This was a Tashkent-Samarkand flight aboard an Airbus A310 built in 1983. The flight number is HY-1317 departed from Tashkent Yuzhny airport at 07:20 local time and arrived at the Samarkand International airport at 08:15.
Let's start with the Tashkent airport by night. It was 5 in the morning.
The check-in area was completely deserted… The lady at the stand was friendly and gave us the window seats we asked for. Except that she misunderstood and gave each of the four of us a window seat, so I went back to get that changed, which wasn't a problem.
The waiting area was full since there were 3 flights departing at once (to Termez, Urgench and Samarkand).
Boarding began. Our flight had no more than about 10-15 passengers onboard, so it went quickly.
We were taken to the plane by shuttle.
Ilyushin IL-114 on the airfield:
Airbus A320 of Uzbekistan Airways:
Our plane, an older A310:
After 5 minutes on the shuttle we arrived at the plane and made our way up the ramp.
174 miles (280 km) separate Samarkand from Tashkent. It's a short flight so it was both nice and a little unusual to have a wide body airliner.
Here's the cabin:
Economy class… empty
Right next to us, a Silk Road A300 cargo jet.
Here's some photos of the safety procedures card, the flight magazine and pre-takeoff drink. We had a choice of coke, Fanta and water… at 7 in the morning.
The leg room: ample but correct but not as generous as that on the 757.
It was at this point that the flight attendant ran over in a fury and told me off for taking photos… oops. She demanded that I delete the ones I had. Luckily I have a backup mode on my device. Naturally, I continued doing the flight review the old-fashioned way: discreetly.
And so I carried on… but on this plane… I was being watched from everywhere.
Security footage on the screens…
One of the screens in the cabin was missing.
A bit of pre-flight spotting
The fleet of the Ilyushin IL-76 frighters:
The empty cabin… at this time there were 10 passengers on board.
After the seatbelt sign was turned off, I headed for the tail end of the plane to check out the restrooms. There I found the anti-photography flight attendant sitting next to her friend, playing on her iPhone. She remained there for the rest of the flight.

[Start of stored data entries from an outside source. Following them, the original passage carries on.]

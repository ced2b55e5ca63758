//! L2CAP connection-oriented channels
//!
//! This module provides the channel layer on top of a BLE host stack:
//! - Buffer pools sized from the requested MTU
//! - Segmentation of outbound writes to the negotiated peer MTU
//! - Blocking retry under transmit backpressure
//! - Receive buffer posting and delivery to application callbacks
//! - A server registering one service per PSM

pub mod callbacks;
pub mod channel;
pub mod client;
pub mod coc;
pub mod constants;
pub mod pool;
pub mod psm;
pub mod server;
pub mod service;
pub mod types;
#[cfg(test)]
mod tests;

// Re-export the public API
pub use self::callbacks::{ChannelCallbacks, ClientCallbacks, CocCallbacks, ServiceCallbacks};
pub use self::channel::{ChannelRole, L2capChannel};
pub use self::client::{ClientRole, L2capClient};
pub use self::coc::{Coc, Role};
pub use self::pool::{BufferPool, SduBuffer};
pub use self::psm::{obtain_dynamic_psm, Psm};
pub use self::server::L2capServer;
pub use self::service::{L2capService, ServiceRole};
pub use self::types::*;
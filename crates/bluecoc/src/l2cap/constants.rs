//! L2CAP connection-oriented channel constants

use std::time::Duration;

/// Size of one buffer pool block in bytes
pub const L2CAP_COC_BLOCK_SIZE: usize = 250;

/// Number of full MTUs each channel's pool can hold at once
///
/// One for the posted receive buffer, one for an in-flight transmit and one
/// of headroom for the host still holding a released buffer.
pub const L2CAP_COC_MTUS_PER_CHANNEL: usize = 3;

/// Fewest MTUs a pool may hold: one receive and one transmit SDU
pub const L2CAP_COC_MIN_MTUS_PER_CHANNEL: usize = 2;

/// Upper bound on a single wait for the transmit path to unstall
pub const L2CAP_COC_STALL_RETRY_INTERVAL: Duration = Duration::from_millis(10);

/// Minimum MTU for an LE credit-based channel
pub const L2CAP_LE_COC_MIN_MTU: u16 = 23;

/// LE SPSM ranges (Core Spec Vol 3, Part A, 4.22)
pub const L2CAP_LE_PSM_FIXED_MIN: u16 = 0x0001;
pub const L2CAP_LE_PSM_FIXED_MAX: u16 = 0x007F;
pub const L2CAP_LE_PSM_DYNAMIC_MIN: u16 = 0x0080;
pub const L2CAP_LE_PSM_DYNAMIC_MAX: u16 = 0x00FF;
//! Application callbacks, one capability set per endpoint role
//!
//! Every role shares [`CocCallbacks`]. Clients additionally learn about MTU
//! changes, services decide whether to accept an incoming channel.

use super::channel::ChannelRole;
use super::client::{ClientRole, L2capClient};
use super::coc::{Coc, Role};
use super::service::{L2capService, ServiceRole};

/// Callbacks common to every connection-oriented channel
///
/// All methods default to doing nothing.
pub trait CocCallbacks<R: Role>: Send {
    /// The channel is open; `negotiated_mtu` is the largest SDU the peer accepts
    fn on_connect(&mut self, _coc: &Coc<R>, _negotiated_mtu: u16) {}

    /// One SDU arrived. `data` is only valid for the duration of the call.
    fn on_read(&mut self, _coc: &Coc<R>, _data: &[u8]) {}

    /// The channel was closed
    fn on_disconnect(&mut self, _coc: &Coc<R>) {}
}

/// Callbacks for a one-shot [`L2capChannel`](super::channel::L2capChannel)
pub trait ChannelCallbacks: CocCallbacks<ChannelRole> {}

impl<T: CocCallbacks<ChannelRole>> ChannelCallbacks for T {}

/// Callbacks for an [`L2capClient`]
pub trait ClientCallbacks: CocCallbacks<ClientRole> {
    /// The peer reconfigured the channel to a new MTU
    fn on_mtu_change(&mut self, client: &L2capClient, mtu: u16);
}

/// Callbacks for an [`L2capService`]
pub trait ServiceCallbacks: CocCallbacks<ServiceRole> {
    /// Called when a peer attempts to open a channel on the service.
    /// Returning false refuses it. Accepts by default.
    fn should_accept_connection(&mut self, _service: &L2capService) -> bool {
        true
    }
}
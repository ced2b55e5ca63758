//! Error types for the host-stack boundary
//!
//! The host stack reports failures as return codes. This module gives those
//! codes a type so the channel layer can tell a transient stall apart from a
//! hard failure.

use thiserror::Error;

/// Errors reported by the host stack
#[derive(Error, Debug, Clone, PartialEq, Eq)]
pub enum HostError {
    #[error("Transmit stalled, outbound buffers full")]
    Stalled,

    #[error("Channel or link not connected")]
    NotConnected,

    #[error("Host out of memory")]
    NoMemory,

    #[error("Host busy")]
    Busy,

    #[error("Invalid argument")]
    InvalidArgument,

    #[error("Operation not supported")]
    NotSupported,

    #[error("PSM already registered")]
    AlreadyRegistered,

    #[error("Connection rejected")]
    Rejected,

    #[error("Host error code {0}")]
    Other(i32),
}

impl HostError {
    /// Whether the error is transient backpressure that should be retried
    pub fn is_backpressure(&self) -> bool {
        matches!(self, HostError::Stalled)
    }
}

Note that the 3 back rows were occupied by boxes! What's up with that?
Here are the restrooms, quite clean.
As I was on the sunlit side, I couldn't see out the window very well. I tried to go look out the other side, but the fascist flight attendant wouldn't let me, so I gave up on it.
Here are several pictures of the Pamir Mountains and the mountains of Zeravshan, which lie in between Uzbekistan and Tajikistan.
Quite soon, we were descending… We hadn't received any drinks after the first round. You win some, you lose some, I guess.
Oh yes, the winglet (important)
Welcome to Samarkand
We disembarked very quickly. The flight attendant who saw us out was very cheerful.
Next to us was a Soviet-age turboprop Antonov An-24. It seems not to have moved at all since the last time I saw it more than a week earlier.
A final farewell to this lovely airplane
To collect our baggage was a whole other story… as there was no conveyor belt. They brought it to us after a wait of about 15 minutes in the departures/arrivals area.
This was the end of my domestic Uzbek flight. Finally, here are some photos of Samarkand.
The Bibi-Khanym Mosque
The legendary registan
And finally the Shar-i-Zinda necropolis which houses the mausoleum of Prophet Mohammed's cousin.
This wasn't a bad flight, but a bit stressful due to the flight attendant who took me for a potential terrorist. The service wasn't the greatest either…
Punctuality: Everything went quite smoothly.
Comfort: It was very pleasant to have a big, empty plane for such a short flight.
Personnel: Five points for the lady at check-in despite her mistake with our seating, she was very friendly. The flight attendant deserves zero points. She spent the entire flight sitting at the back of the plane.
Meals: One preflight drink and nothing more. On top of that the options weren't really geared for a morning flight. Coffee would've been welcome. Serving a total of 10 passengers at 6 in the morning can't be that hard!